Active and Interactive Learning
I do not believe that engineering education should depend entirely on presentation slides. Slides are useful for organizing and presenting information, but interactive explanation, board work, step-by-step problem-solving, demonstrations, laboratory activities, and project work encourage students to become active participants in the learning process. Students generally understand and retain technical concepts better when they follow the reasoning process and actively construct the solution rather than only watching a completed presentation.
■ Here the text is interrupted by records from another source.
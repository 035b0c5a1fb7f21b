use ledger_core::{Chain, CooldownPolicy, LedgerConfig, Party, PartyConfig};
use rand::{rngs::StdRng, SeedableRng};

pub fn party_config() -> PartyConfig {
    // Small keys and no cooldown keep the tests fast and deterministic.
    PartyConfig {
        key_bits: 1024,
        cooldown: CooldownPolicy::disabled(),
        ..PartyConfig::default()
    }
}

pub fn create_parties(n: usize) -> Vec<Party> {
    let config = party_config();
    (0..n)
        .map(|i| {
            Party::new(
                format!("Party_{i}"),
                &config,
                StdRng::seed_from_u64(1_000 + i as u64),
            )
            .expect("Failed to create party")
        })
        .collect()
}

pub fn create_chain(n: usize) -> Chain {
    Chain::initialize(create_parties(n), LedgerConfig::default()).expect("Failed to seal genesis")
}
Frequent Feedback and Assessment
I favor continuous assessment and frequent feedback throughout a course. Multiple focused assessments, practical exercises, demonstrations, project milestones, and short examinations can provide both students and instructors with more useful information about learning progress than relying only on one or two major examinations.
Connecting Theory with Engineering Practice
An important part of my teaching has always been to connect theoretical concepts with real software, hardware, networks, systems, data, and engineering problems. Project-based learning, laboratory work, software development, system design, experimentation, and the analysis of real engineering cases help students understand both the scientific foundations of a subject and its practical limitations.